Delaware County has known enough dishonest judges and enough dishonest mean drunks on the bench without Van Buren be added to this cohort.

It is true that Van Buren - same as the other candidate, John Hubbard - has an extensive litigation experience, and has his share of cases that he won, like any lawyer does.

But, a County Court judge in Delaware County is a multibench judge, and his main caseload will be in Family Court where he will rule as a sole fact-finder, without a jury, determining the fate of people's custody to children and in cases where people's custody of children, employment and a vast range of other rights are implicated, child abuse and neglect proceedings.

A Family Court judge has a tremendous power, and must be even-tempered, and not prone to petty vengeance.  That is not who Andrew Van Buren is.

1.  The coward who sells friends for money

"A breath of fresh air" is a phrase Andrew Van Buren likes to use.

He used it characterizing me once, in an interesting setting.

He lived in my husband's home while going to law school.

My husband helped his family member a lot.

My husband was mentoring Van Buren and teaching him trial skills.  Van Buren was calling my husband frequently for - free - consultations, which were always given, just to set a background of relationships with our family.

Van Buren recommended me to the licensing authorities to be admitted for the practice of law.

Then my practice of law started.

I was in the courtroom of Judge Carl F. Becker, it was sometime in 2009.

I was representing a client in a child neglect case.  I have made a motion to recuse Becker from presiding over the case as an attorney who represented the Petitioner for 27 years and will rely on his personal out-of-court knowledge and not the evidence presented, in assessing credibility of his personal friends.

Becker denied the motion, I continued to make objections in court.

Becker told me "close your mouth, Mrs. Neroni". 

I stood up and objected against Becker treating me in such a manner and moved to recuse for actual bias against me that will reflect on my client.

Andrew Van Buren was one of attorneys present in these proceedings.

He remained silent, looking into his desk, head down.

After court, he caught up with me outside of the courthouse and told me that 
  • I am "a breath of fresh air", supposedly much needed for the County, and that, 
  • as to my motion to recuse Becker as having represented the local DSS for 27 years before coming to the bench, "everybody knows it, but nobody says it".
To that, Van Buren added - but, "don't burn your bridges, Tanya".

I did not realize at that time that it was a threat, and a threat communicated from Becker.  I still considered Van Buren at that time not just a colleague, but a family friend.

Little did I know that Andrew Van Buren, to survive financially and get assignments in Family Court, has become a messenger boy for that same Judge Carl F. Becker.

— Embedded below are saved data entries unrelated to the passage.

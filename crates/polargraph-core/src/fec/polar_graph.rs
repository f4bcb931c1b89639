//! Sparse Factor Graph of a Polar Code
//!
//! The polar encoder `x = u·B_N·F^{⊗n}` is a network of `n` butterfly stages.
//! Writing every intermediate bit as a variable gives a factor graph with
//! `(n+1)·N` variables `s_{column,row}` and `n·N` checks, as used for LP
//! decoding of polar codes (Taranalli and Siegel, "Adaptive Linear
//! Programming Decoding of Polar Codes"):
//!
//! ```text
//!  column:   0 (x)        1          ...        n (u, bit-reversed rows)
//!
//!   s0,t ── c0,t ── s1,t            upper triple: (s1,t, c0,t, s0,t)
//!                  ╱
//!   s0,r ── c0,r ── s1,r            lower triple: (s1,r, c0,r, s0,r)
//! ```
//!
//! Check `c_{column-1,row}` ties `s_{column-1,row}` to `s_{column,row}`; in
//! the lower half of each butterfly block the check of the partner row `t`
//! also takes `s_{column,r}`. Each butterfly is recorded as a
//! [`ZStructure`], which [`PolarFactorGraph::sparsify`] uses to eliminate
//! frozen variables.
//!
//! ## Example
//!
//! ```rust
//! use polargraph_core::fec::PolarFactorGraph;
//!
//! let mut graph = PolarFactorGraph::new(3).unwrap();
//! graph.set_frozen(&[0, 1, 2, 4]).unwrap();
//! let stats = graph.sparsify().unwrap();
//! assert!(stats.variables_after < stats.variables_before);
//! assert_eq!(graph.parity_check_matrix().num_cols(), 10);
//! ```

use crate::bit_reversal::bit_reverse;
use crate::factor_graph::{CheckId, FactorGraph, VarId};
use crate::gf2::Gf2Matrix;
use crate::types::{PolarError, PolarResult};

/// Largest supported number of stages.
pub const MAX_STAGES: u32 = 24;

/// One butterfly of the polar transform.
///
/// "Left" variables sit in the higher column (closer to `u`), "right"
/// variables in the lower column (closer to `x`).
#[derive(Debug, Clone, Copy, PartialEq, Eq)]
pub struct ZStructure {
    pub upper_left: VarId,
    pub upper_check: CheckId,
    pub upper_right: VarId,
    pub lower_left: VarId,
    pub lower_check: CheckId,
    pub lower_right: VarId,
}

/// Node counts before and after [`PolarFactorGraph::sparsify`].
#[derive(Debug, Clone, Copy, PartialEq, Eq, Default)]
pub struct SparsifyStats {
    pub variables_before: usize,
    pub checks_before: usize,
    pub variables_after: usize,
    pub checks_after: usize,
}

/// Factor graph mirroring the butterfly structure of a length-`2^n` polar code.
#[derive(Debug, Clone)]
pub struct PolarFactorGraph {
    n: u32,
    graph: FactorGraph,
    /// `polar_vars[column][row]` is `s_{column,row}`.
    polar_vars: Vec<Vec<VarId>>,
    /// `polar_checks[column][row]` is the check right of `s_{column,row}`.
    polar_checks: Vec<Vec<CheckId>>,
    z_structures: Vec<ZStructure>,
    u: Vec<VarId>,
    sparsified: bool,
}

impl PolarFactorGraph {
    /// Build the full graph for blocklength `2^n`, `n <= MAX_STAGES`.
    pub fn new(n: u32) -> PolarResult<Self> {
        if n > MAX_STAGES {
            return Err(PolarError::invalid(format!(
                "n must be at most {}, got {}",
                MAX_STAGES, n
            )));
        }
        let big_n = 1usize << n;
        let cols = n as usize;
        let mut graph = FactorGraph::new();

        let mut polar_vars = Vec::with_capacity(cols + 1);
        for column in 0..=cols {
            let stage: Vec<VarId> = (0..big_n)
                .map(|row| {
                    let identifier = if column == 0 {
                        format!("x{}", row)
                    } else if column == cols {
                        format!("u{}", bit_reverse(row, n))
                    } else {
                        format!("s{},{}", column, row)
                    };
                    graph.add_variable(identifier, column, row)
                })
                .collect();
            polar_vars.push(stage);
        }

        let mut polar_checks = Vec::with_capacity(cols);
        for column in 0..cols {
            let stage: Vec<CheckId> = (0..big_n)
                .map(|row| {
                    let check = graph.add_check(format!("c{},{}", column, row), column, row);
                    graph.connect(polar_vars[column][row], check);
                    check
                })
                .collect();
            polar_checks.push(stage);
        }

        let mut z_structures = Vec::with_capacity(cols * big_n / 2);
        for column in 1..=cols {
            let k = 1usize << column;
            let mut stage = Vec::with_capacity(big_n / 2);
            for row in 0..big_n {
                let var = polar_vars[column][row];
                let check = polar_checks[column - 1][row];
                graph.connect(var, check);
                if row % k >= k / 2 {
                    let partner = row - k / 2;
                    let partner_check = polar_checks[column - 1][partner];
                    graph.connect(var, partner_check);
                    stage.push(ZStructure {
                        upper_left: polar_vars[column][partner],
                        upper_check: partner_check,
                        upper_right: polar_vars[column - 1][partner],
                        lower_left: var,
                        lower_check: check,
                        lower_right: polar_vars[column - 1][row],
                    });
                }
            }
            z_structures.extend(stage.into_iter().rev());
        }

        let u = (0..big_n).map(|i| polar_vars[cols][bit_reverse(i, n)]).collect();
        graph.set_codeword(polar_vars[0].clone());

        tracing::debug!(
            n,
            variables = graph.num_variables(),
            checks = graph.num_checks(),
            "built polar factor graph"
        );

        Ok(Self {
            n,
            graph,
            polar_vars,
            polar_checks,
            z_structures,
            u,
            sparsified: false,
        })
    }

    pub fn n(&self) -> u32 {
        self.n
    }

    pub fn blocklength(&self) -> usize {
        1 << self.n
    }

    /// Underlying generic factor graph.
    pub fn graph(&self) -> &FactorGraph {
        &self.graph
    }

    /// `s_{column,row}`.
    pub fn variable(&self, column: usize, row: usize) -> VarId {
        self.polar_vars[column][row]
    }

    /// Check right of `s_{column,row}`.
    pub fn check(&self, column: usize, row: usize) -> CheckId {
        self.polar_checks[column][row]
    }

    /// Butterflies ordered by stage, rows reversed within each stage.
    pub fn z_structures(&self) -> &[ZStructure] {
        &self.z_structures
    }

    /// Information variables: `u()[i]` is information bit `i`.
    pub fn u(&self) -> &[VarId] {
        &self.u
    }

    /// Codeword variables in natural order.
    pub fn x(&self) -> &[VarId] {
        self.graph.codeword()
    }

    pub fn is_sparsified(&self) -> bool {
        self.sparsified
    }

    /// Mark exactly the given information positions as frozen.
    ///
    /// Must be called before [`sparsify`](Self::sparsify).
    pub fn set_frozen(&mut self, frozen: &[usize]) -> PolarResult<()> {
        if self.sparsified {
            return Err(PolarError::invalid(
                "frozen bits cannot change after sparsification",
            ));
        }
        let big_n = self.blocklength();
        if let Some(&bad) = frozen.iter().find(|&&i| i >= big_n) {
            return Err(PolarError::invalid(format!(
                "frozen index {} out of range for blocklength {}",
                bad, big_n
            )));
        }
        for &u in &self.u {
            self.graph.var_mut(u).frozen = false;
        }
        for &i in frozen {
            self.graph.var_mut(self.u[i]).frozen = true;
        }
        Ok(())
    }

    /// Frozen information positions, ascending.
    pub fn frozen(&self) -> Vec<usize> {
        (0..self.u.len())
            .filter(|&i| self.graph.var(self.u[i]).frozen)
            .collect()
    }

    /// Check that Z-structure reduction never meets a frozen lower-left
    /// variable next to an unfrozen upper-left one, without touching the graph.
    pub fn validate_frozen(&self) -> PolarResult<()> {
        let mut frozen: Vec<bool> = (0..self.polar_vars.len() * self.blocklength())
            .map(|i| self.graph.var(VarId(i)).frozen)
            .collect();
        for z in self.z_structures.iter().rev() {
            match (frozen[z.upper_left.0], frozen[z.lower_left.0]) {
                (true, true) => {
                    frozen[z.upper_right.0] = true;
                    frozen[z.lower_right.0] = true;
                }
                (false, true) => {
                    return Err(PolarError::InconsistentFrozenSet {
                        lower: self.graph.var(z.lower_left).identifier.clone(),
                        upper: self.graph.var(z.upper_left).identifier.clone(),
                    })
                }
                _ => {}
            }
        }
        Ok(())
    }

    /// Eliminate frozen variables, degree-2 checks and degree-1 auxiliary
    /// variables in place.
    ///
    /// The reduced graph describes the same set of codewords on the `x`
    /// variables, every check has degree at most 3, and node indices are
    /// dense again. Calling it a second time is a no-op.
    pub fn sparsify(&mut self) -> PolarResult<SparsifyStats> {
        let before = (self.graph.num_variables(), self.graph.num_checks());
        if self.sparsified {
            return Ok(SparsifyStats {
                variables_before: before.0,
                checks_before: before.1,
                variables_after: before.0,
                checks_after: before.1,
            });
        }
        self.validate_frozen()?;

        self.reduce_z_structures();
        self.merge_degree_two_checks();
        self.remove_dangling_variables();
        self.graph.compact(|node| node.is_codeword());
        self.sparsified = true;

        let stats = SparsifyStats {
            variables_before: before.0,
            checks_before: before.1,
            variables_after: self.graph.num_variables(),
            checks_after: self.graph.num_checks(),
        };
        tracing::info!(
            n = self.n,
            variables = stats.variables_after,
            checks = stats.checks_after,
            removed_variables = stats.variables_before - stats.variables_after,
            removed_checks = stats.checks_before - stats.checks_after,
            "sparsified polar factor graph"
        );
        Ok(stats)
    }

    /// Step 1: push frozen status from `u` towards `x` through every
    /// butterfly, deepest stage first.
    fn reduce_z_structures(&mut self) {
        let mut reduced = 0usize;
        for idx in (0..self.z_structures.len()).rev() {
            let z = self.z_structures[idx];
            let upper_frozen = self.graph.var(z.upper_left).frozen;
            let lower_frozen = self.graph.var(z.lower_left).frozen;
            match (upper_frozen, lower_frozen) {
                (true, true) => {
                    self.graph.isolate_variable(z.upper_left);
                    self.graph.isolate_variable(z.lower_left);
                    self.graph.merge_variables(z.lower_right, z.lower_left);
                    self.graph.var_mut(z.upper_right).frozen = true;
                    self.graph.var_mut(z.lower_right).frozen = true;
                    reduced += 1;
                }
                (true, false) => {
                    self.graph.merge_variables(z.lower_right, z.lower_left);
                    self.graph.isolate_variable(z.upper_left);
                    reduced += 1;
                }
                (false, true) => panic!(
                    "Z-structure invariant violated: {} frozen but {} is not",
                    self.graph.var(z.lower_left).identifier,
                    self.graph.var(z.upper_left).identifier
                ),
                (false, false) => {}
            }
        }
        tracing::debug!(reduced, "reduced Z-structures");
    }

    /// Step 2: a check on exactly two variables forces them equal, so the
    /// variables are merged. Codeword variables always survive; a check
    /// joining two codeword variables is kept.
    fn merge_degree_two_checks(&mut self) {
        let mut merged = 0usize;
        for column in (0..self.n as usize).rev() {
            for row in 0..self.blocklength() {
                let check = self.polar_checks[column][row];
                if self.graph.check(check).degree() != 2 {
                    continue;
                }
                let ends: Vec<VarId> = self.graph.check(check).neighbors().collect();
                let (a, b) = (ends[0], ends[1]);
                let (keep, remove) = match (
                    self.graph.var(a).is_codeword(),
                    self.graph.var(b).is_codeword(),
                ) {
                    (true, true) => continue,
                    (false, true) => (b, a),
                    _ => (a, b),
                };
                tracing::trace!(
                    keep = %self.graph.var(keep).identifier,
                    remove = %self.graph.var(remove).identifier,
                    "merging across degree-2 check"
                );
                self.graph.merge_variables(keep, remove);
                merged += 1;
            }
        }
        tracing::debug!(merged, "removed degree-2 checks");
    }

    /// Step 3: an auxiliary variable seen by a single check leaves that check
    /// without constraining power, so both are dropped. Dropping a check can
    /// leave its other variables dangling in turn; they are revisited until
    /// none remain.
    fn remove_dangling_variables(&mut self) {
        let mut removed = 0usize;
        let mut pending: Vec<VarId> = self.graph.var_nodes().to_vec();
        while let Some(v) = pending.pop() {
            let node = self.graph.var(v);
            if !node.is_active() || node.degree() != 1 || node.is_codeword() || node.frozen {
                continue;
            }
            let first = node.neighbors().next();
            if let Some(check) = first {
                pending.extend(self.graph.check(check).neighbors().filter(|&w| w != v));
                self.graph.isolate_check(check);
                removed += 1;
            }
        }
        tracing::debug!(removed, "removed degree-1 auxiliary variables");
    }

    /// Columns of [`parity_check_matrix`](Self::parity_check_matrix): the
    /// surviving unfrozen variables in index order.
    pub fn unfrozen_variables(&self) -> Vec<VarId> {
        self.graph.unfrozen_variables()
    }

    /// Parity-check matrix with one row per check and one column per
    /// surviving unfrozen variable.
    pub fn parity_check_matrix(&self) -> Gf2Matrix {
        let full = self.graph.parity_check_matrix();
        let columns: Vec<usize> = self
            .graph
            .var_nodes()
            .iter()
            .enumerate()
            .filter(|(_, &v)| !self.graph.var(v).frozen)
            .map(|(i, _)| i)
            .collect();
        full.select_columns(&columns)
    }

    /// For each codeword bit, its column in the parity-check matrix
    /// (`None` if the bit is frozen to zero).
    pub fn codeword_columns(&self) -> Vec<Option<usize>> {
        let mut column_of = vec![None; self.graph.num_variables()];
        for (column, v) in self.unfrozen_variables().into_iter().enumerate() {
            column_of[self.graph.var(v).index] = Some(column);
        }
        self.x()
            .iter()
            .map(|&x| column_of[self.graph.var(x).index])
            .collect()
    }
}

In 2011, Andrew Van Buren came to the house of his mentor of many years, my husband, bringing to him a personal threat of criminal prosecution from Judge Becker, a completely bogus threat.  I was present when he voiced that threat to my husband - "if you don't do this and that, I will have you criminally prosecuted."

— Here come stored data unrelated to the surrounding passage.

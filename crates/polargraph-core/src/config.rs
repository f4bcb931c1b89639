//! # Configuration System
//!
//! YAML configuration for polar code construction: block size, degrading
//! granularity, design channel, frozen-bit criterion, parallelism and
//! logging.
//!
//! ## Configuration Search Path
//!
//! Configuration is loaded from the first file found:
//! 1. Path specified via `POLARGRAPH_CONFIG` environment variable
//! 2. `./polargraph.yaml` (current directory)
//! 3. `~/.config/polargraph/config.yaml` (user config)
//! 4. `/etc/polargraph/config.yaml` (system config)
//!
//! ## Example Configuration
//!
//! ```yaml
//! n: 10
//! mu: 16
//! channel:
//!   type: bsc
//!   crossover: 0.11
//! selection:
//!   rate: 0.5
//! parallel: true
//! logging:
//!   level: info
//!   format: compact
//! ```

use serde::{Deserialize, Serialize};
use std::path::{Path, PathBuf};

use crate::fec::polar_graph::MAX_STAGES;
use crate::fec::{BmsChannel, FrozenBitSelector, FrozenCriterion, PolarCode};
use crate::observe::LogConfig;
use crate::types::PolarResult;

/// Environment variable naming an explicit configuration file.
pub const CONFIG_ENV_VAR: &str = "POLARGRAPH_CONFIG";

/// Error type for configuration operations.
#[derive(Debug, Clone)]
pub enum ConfigError {
    /// Configuration file not found
    NotFound(String),
    /// Failed to read or write configuration file
    ReadError(String),
    /// Failed to parse configuration
    ParseError(String),
    /// Invalid configuration value
    ValidationError(String),
}

impl std::fmt::Display for ConfigError {
    fn fmt(&self, f: &mut std::fmt::Formatter<'_>) -> std::fmt::Result {
        match self {
            ConfigError::NotFound(msg) => write!(f, "config not found: {}", msg),
            ConfigError::ReadError(msg) => write!(f, "failed to read config: {}", msg),
            ConfigError::ParseError(msg) => write!(f, "failed to parse config: {}", msg),
            ConfigError::ValidationError(msg) => write!(f, "invalid config: {}", msg),
        }
    }
}

impl std::error::Error for ConfigError {}

/// Design channel for frozen-bit selection.
#[derive(Debug, Clone, Copy, PartialEq, Serialize, Deserialize)]
#[serde(tag = "type", rename_all = "lowercase")]
pub enum ChannelConfig {
    /// Binary symmetric channel
    Bsc { crossover: f64 },
    /// Binary erasure channel
    Bec { erasure: f64 },
}

impl Default for ChannelConfig {
    fn default() -> Self {
        ChannelConfig::Bsc { crossover: 0.11 }
    }
}

impl ChannelConfig {
    pub fn build(&self) -> PolarResult<BmsChannel> {
        match *self {
            ChannelConfig::Bsc { crossover } => BmsChannel::bsc(crossover),
            ChannelConfig::Bec { erasure } => BmsChannel::bec(erasure),
        }
    }
}

/// Frozen-bit criterion. Exactly one field must be set.
#[derive(Debug, Clone, Copy, PartialEq, Serialize, Deserialize)]
pub struct SelectionConfig {
    /// Freeze positions with error probability above this value
    #[serde(skip_serializing_if = "Option::is_none")]
    pub threshold: Option<f64>,
    /// Target code rate
    #[serde(skip_serializing_if = "Option::is_none")]
    pub rate: Option<f64>,
}

impl Default for SelectionConfig {
    fn default() -> Self {
        Self {
            threshold: None,
            rate: Some(0.5),
        }
    }
}

impl SelectionConfig {
    pub fn criterion(&self) -> Result<FrozenCriterion, ConfigError> {
        FrozenCriterion::from_options(self.threshold, self.rate)
            .map_err(|e| ConfigError::ValidationError(format!("selection: {}", e)))
    }
}

/// Complete polar code construction configuration.
#[derive(Debug, Clone, PartialEq, Serialize, Deserialize)]
#[serde(default)]
pub struct PolarConfig {
    /// Number of polarization stages; blocklength is `2^n`
    pub n: u32,
    /// Output alphabet bound for degrading merges (even, at least 2)
    pub mu: usize,
    /// Design channel
    pub channel: ChannelConfig,
    /// Frozen-bit criterion
    pub selection: SelectionConfig,
    /// Evaluate bit-channels on the rayon pool
    pub parallel: bool,
    /// Logging configuration
    pub logging: LogConfig,
}

impl Default for PolarConfig {
    fn default() -> Self {
        Self {
            n: 10,
            mu: 16,
            channel: ChannelConfig::default(),
            selection: SelectionConfig::default(),
            parallel: true,
            logging: LogConfig::default(),
        }
    }
}

impl PolarConfig {
    /// Load configuration from the default search path.
    ///
    /// Returns the default configuration if no file is found.
    pub fn load() -> Result<Self, ConfigError> {
        if let Ok(path) = std::env::var(CONFIG_ENV_VAR) {
            let path = Path::new(&path);
            if !path.exists() {
                return Err(ConfigError::NotFound(format!(
                    "{} points to {}",
                    CONFIG_ENV_VAR,
                    path.display()
                )));
            }
            return Self::load_from(path);
        }

        for path in Self::config_search_paths() {
            if path.exists() {
                tracing::debug!(path = %path.display(), "loading configuration");
                return Self::load_from(&path);
            }
        }

        Ok(Self::default())
    }

    /// Load configuration from a specific file.
    pub fn load_from(path: &Path) -> Result<Self, ConfigError> {
        let content = std::fs::read_to_string(path)
            .map_err(|e| ConfigError::ReadError(format!("{}: {}", path.display(), e)))?;

        Self::parse(&content)
    }

    /// Parse and validate configuration from a YAML string.
    pub fn parse(yaml: &str) -> Result<Self, ConfigError> {
        let config: Self =
            serde_yaml::from_str(yaml).map_err(|e| ConfigError::ParseError(e.to_string()))?;
        config.validate()?;
        Ok(config)
    }

    /// Save configuration to a file.
    pub fn save(&self, path: &Path) -> Result<(), ConfigError> {
        let content =
            serde_yaml::to_string(self).map_err(|e| ConfigError::ParseError(e.to_string()))?;

        std::fs::write(path, content)
            .map_err(|e| ConfigError::ReadError(format!("{}: {}", path.display(), e)))
    }

    /// Configuration files checked after the environment variable.
    pub fn config_search_paths() -> Vec<PathBuf> {
        let mut paths = vec![PathBuf::from("./polargraph.yaml")];

        if let Some(dirs) = directories::ProjectDirs::from("", "", "polargraph") {
            paths.push(dirs.config_dir().join("config.yaml"));
        }

        paths.push(PathBuf::from("/etc/polargraph/config.yaml"));
        paths
    }

    /// Validate the configuration.
    pub fn validate(&self) -> Result<(), ConfigError> {
        if self.n > MAX_STAGES {
            return Err(ConfigError::ValidationError(format!(
                "n must be at most {}, got {}",
                MAX_STAGES, self.n
            )));
        }
        if self.mu < 2 || self.mu % 2 != 0 {
            return Err(ConfigError::ValidationError(format!(
                "mu must be even and at least 2, got {}",
                self.mu
            )));
        }
        let (name, p) = match self.channel {
            ChannelConfig::Bsc { crossover } => ("crossover", crossover),
            ChannelConfig::Bec { erasure } => ("erasure", erasure),
        };
        if !(0.0..=1.0).contains(&p) {
            return Err(ConfigError::ValidationError(format!(
                "channel {} must lie in [0, 1], got {}",
                name, p
            )));
        }
        self.selection.criterion()?;
        Ok(())
    }

    /// Run frozen-bit selection and build the configured code.
    pub fn build_code(&self) -> PolarResult<PolarCode> {
        self.validate()?;
        let criterion = self.selection.criterion()?;
        let frozen = FrozenBitSelector::new(self.channel.build()?, self.n, self.mu)?
            .parallel(self.parallel)
            .select(criterion)?;
        PolarCode::new(self.n, frozen)
    }

    /// Generate example configuration YAML.
    pub fn example_yaml() -> String {
        let config = Self {
            logging: LogConfig::production(),
            ..Default::default()
        };

        serde_yaml::to_string(&config).unwrap_or_default()
    }
}

#[cfg(test)]
mod tests {
    use super::*;
    use crate::observe::{LogFormat, LogLevel};
    use crate::types::PolarError;
    use tempfile::TempDir;

    #[test]
    fn test_default_config() {
        let config = PolarConfig::default();
        assert_eq!(config.n, 10);
        assert_eq!(config.mu, 16);
        assert!(config.parallel);
        assert!(config.validate().is_ok());
    }

    #[test]
    fn test_parse_yaml() {
        let yaml = r#"
n: 3
mu: 4
channel:
  type: bsc
  crossover: 0.1
selection:
  threshold: 0.1
parallel: false
logging:
  level: debug
  format: compact
"#;

        let config = PolarConfig::parse(yaml).unwrap();
        assert_eq!(config.n, 3);
        assert_eq!(config.channel, ChannelConfig::Bsc { crossover: 0.1 });
        assert_eq!(config.selection.threshold, Some(0.1));
        assert_eq!(config.selection.rate, None);
        assert!(!config.parallel);
        assert_eq!(config.logging.level, LogLevel::Debug);
        assert_eq!(config.logging.format, LogFormat::Compact);
    }

    #[test]
    fn test_parse_partial_yaml() {
        let config = PolarConfig::parse("n: 4\nchannel:\n  type: bec\n  erasure: 0.5\n").unwrap();
        assert_eq!(config.n, 4);
        assert_eq!(config.channel, ChannelConfig::Bec { erasure: 0.5 });
        // defaults applied
        assert_eq!(config.mu, 16);
        assert_eq!(config.selection.rate, Some(0.5));
    }

    #[test]
    fn test_validation() {
        let mut config = PolarConfig::default();
        config.mu = 5;
        assert!(matches!(config.validate(), Err(ConfigError::ValidationError(_))));

        config.mu = 8;
        config.selection = SelectionConfig {
            threshold: Some(0.1),
            rate: Some(0.5),
        };
        assert!(config.validate().is_err());

        config.selection = SelectionConfig {
            threshold: None,
            rate: None,
        };
        assert!(config.validate().is_err());

        config.selection = SelectionConfig::default();
        config.channel = ChannelConfig::Bsc { crossover: 1.5 };
        assert!(config.validate().is_err());

        config.channel = ChannelConfig::default();
        config.n = MAX_STAGES + 1;
        assert!(config.validate().is_err());
    }

    #[test]
    fn test_parse_rejects_invalid() {
        assert!(matches!(
            PolarConfig::parse("mu: 3\n"),
            Err(ConfigError::ValidationError(_))
        ));
        assert!(matches!(
            PolarConfig::parse("n: [1, 2]\n"),
            Err(ConfigError::ParseError(_))
        ));
    }

    #[test]
    fn test_build_code() {
        let config = PolarConfig {
            n: 3,
            mu: 4,
            channel: ChannelConfig::Bsc { crossover: 0.1 },
            selection: SelectionConfig {
                threshold: Some(0.1),
                rate: None,
            },
            parallel: false,
            logging: LogConfig::quiet(),
        };
        let code = config.build_code().unwrap();
        assert_eq!(code.frozen(), &[0, 1, 2, 4]);
        assert_eq!(code.parity_check_matrix().num_rows(), 4);
        assert_eq!(code.parity_check_matrix().num_cols(), 8);
    }

    #[test]
    fn test_build_code_reports_config_error() {
        let config = PolarConfig {
            mu: 0,
            ..Default::default()
        };
        assert!(matches!(config.build_code(), Err(PolarError::Config(_))));
    }

    #[test]
    fn test_example_yaml() {
        let yaml = PolarConfig::example_yaml();
        assert!(yaml.contains("selection:"));
        assert!(yaml.contains("type: bsc"));
        let parsed = PolarConfig::parse(&yaml).unwrap();
        assert_eq!(parsed.logging, LogConfig::production());
    }

    #[test]
    fn test_save_and_load() {
        let dir = TempDir::new().unwrap();
        let path = dir.path().join("polargraph.yaml");
        let config = PolarConfig {
            n: 5,
            channel: ChannelConfig::Bec { erasure: 0.3 },
            ..Default::default()
        };
        config.save(&path).unwrap();
        let loaded = PolarConfig::load_from(&path).unwrap();
        assert_eq!(loaded, config);
    }

    #[test]
    fn test_load_missing_file() {
        let err = PolarConfig::load_from(Path::new("/nonexistent/polargraph.yaml")).unwrap_err();
        assert!(matches!(err, ConfigError::ReadError(_)));
    }

    #[test]
    fn test_config_search_paths() {
        let paths = PolarConfig::config_search_paths();
        assert!(paths[0].ends_with("polargraph.yaml"));
        assert!(paths.last().unwrap().ends_with("config.yaml"));
    }
}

Note that Becker was not a county DA at that time.  Northrup (Becker's friend) was.  So Becker could not possibly "have" anybody criminally prosecuted, unless his friend Northrup would go along with his request for fabrication.

Note that in 2009, after I have made that motion to recuse Becker, Becker used his other corrupt friend, DSS Commissioner Moon, to fabricate a child neglect case against my husband and myself, trying to hurt our young child and us, prosecuted by a yet another Becker's friend, Porter Kirkwood, who also ran for the judicial position with Becker's endorsement.

So, Becker by that time has ALREADY fabricated a case with the help of another friend, a child neglect case, against us (which may have resulted also in criminal charges had it played out as Becker wanted it to).

We won it - after over a year in litigation.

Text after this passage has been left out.